- **Exercise**
From the records below, copy out exactly the lines from the one containing "pub struct SessionId(u64);" to the one containing "if duration_ms >", both included. Add nothing else.

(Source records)
use crate::Locator;
use std::fmt;
use std::sync::atomic::{AtomicU64, Ordering};

/// Identity of one opened piece of media.
///
/// Engine notifications carry the id they were produced for so that late
/// callbacks from a superseded load can be told apart from current ones.
#[derive(Debug, Clone, Copy, PartialEq, Eq, PartialOrd, Ord, Hash)]
pub struct SessionId(u64);

impl SessionId {
    pub(crate) fn next() -> Self {
        static NEXT_ID: AtomicU64 = AtomicU64::new(1);
        SessionId(NEXT_ID.fetch_add(1, Ordering::SeqCst))
    }
}

impl fmt::Display for SessionId {
    fn fmt(&self, f: &mut fmt::Formatter<'_>) -> fmt::Result {
        write!(f, "#{}", self.0)
    }
}

#[derive(Debug, Clone, Copy, PartialEq, Eq)]
pub enum PlaybackState {
    /// Nothing loaded.
    Idle,
    Playing,
    Paused,
    Stopped,
    /// The engine reported a failure; only opening new media recovers.
    Errored,
}

impl PlaybackState {
    /// Whether transport commands (play, pause, stop, seek) have any effect.
    pub fn is_live(self) -> bool {
        !matches!(self, PlaybackState::Idle | PlaybackState::Errored)
    }
}

/// The currently loaded media.
#[derive(Debug, Clone)]
pub struct PlaybackSession {
    pub(crate) id: SessionId,
    pub(crate) source: Locator,
    pub(crate) duration_ms: u64,
    pub(crate) position_ms: u64,
    pub(crate) state: PlaybackState,
}

impl PlaybackSession {
    pub(crate) fn new(source: Locator) -> Self {
        PlaybackSession {
            id: SessionId::next(),
            source,
            duration_ms: 0,
            position_ms: 0,
            state: PlaybackState::Stopped,
        }
    }

    pub fn id(&self) -> SessionId {
        self.id
    }

    pub fn source(&self) -> &Locator {
        &self.source
    }

    /// Media duration, `0` until the engine reports it.
    pub fn duration_ms(&self) -> u64 {
        self.duration_ms
    }

    pub fn position_ms(&self) -> u64 {
        self.position_ms
    }

    pub fn state(&self) -> PlaybackState {
        self.state
    }

    /// Stores an engine-reported position, keeping it inside a known duration.
    pub(crate) fn set_position(&mut self, position_ms: u64) {
        self.position_ms = if self.duration_ms > 0 {
            position_ms.min(self.duration_ms)
        } else {
            position_ms
        };
    }

    pub(crate) fn set_duration(&mut self, duration_ms: u64) {
        self.duration_ms = duration_ms;
        if duration_ms > 0 {
            self.position_ms = self.position_ms.min(duration_ms);
        }
    }
}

- **Output for this task**
pub struct SessionId(u64);

impl SessionId {
    pub(crate) fn next() -> Self {
        static NEXT_ID: AtomicU64 = AtomicU64::new(1);
        SessionId(NEXT_ID.fetch_add(1, Ordering::SeqCst))
    }
}

impl fmt::Display for SessionId {
    fn fmt(&self, f: &mut fmt::Formatter<'_>) -> fmt::Result {
        write!(f, "#{}", self.0)
    }
}

#[derive(Debug, Clone, Copy, PartialEq, Eq)]
pub enum PlaybackState {
    /// Nothing loaded.
    Idle,
    Playing,
    Paused,
    Stopped,
    /// The engine reported a failure; only opening new media recovers.
    Errored,
}

impl PlaybackState {
    /// Whether transport commands (play, pause, stop, seek) have any effect.
    pub fn is_live(self) -> bool {
        !matches!(self, PlaybackState::Idle | PlaybackState::Errored)
    }
}

/// The currently loaded media.
#[derive(Debug, Clone)]
pub struct PlaybackSession {
    pub(crate) id: SessionId,
    pub(crate) source: Locator,
    pub(crate) duration_ms: u64,
    pub(crate) position_ms: u64,
    pub(crate) state: PlaybackState,
}

impl PlaybackSession {
    pub(crate) fn new(source: Locator) -> Self {
        PlaybackSession {
            id: SessionId::next(),
            source,
            duration_ms: 0,
            position_ms: 0,
            state: PlaybackState::Stopped,
        }
    }

    pub fn id(&self) -> SessionId {
        self.id
    }

    pub fn source(&self) -> &Locator {
        &self.source
    }

    /// Media duration, `0` until the engine reports it.
    pub fn duration_ms(&self) -> u64 {
        self.duration_ms
    }

    pub fn position_ms(&self) -> u64 {
        self.position_ms
    }

    pub fn state(&self) -> PlaybackState {
        self.state
    }

    /// Stores an engine-reported position, keeping it inside a known duration.
    pub(crate) fn set_position(&mut self, position_ms: u64) {
        self.position_ms = if self.duration_ms > 0 {
            position_ms.min(self.duration_ms)
        } else {
            position_ms
        };
    }

    pub(crate) fn set_duration(&mut self, duration_ms: u64) {
        self.duration_ms = duration_ms;
        if duration_ms > 0 {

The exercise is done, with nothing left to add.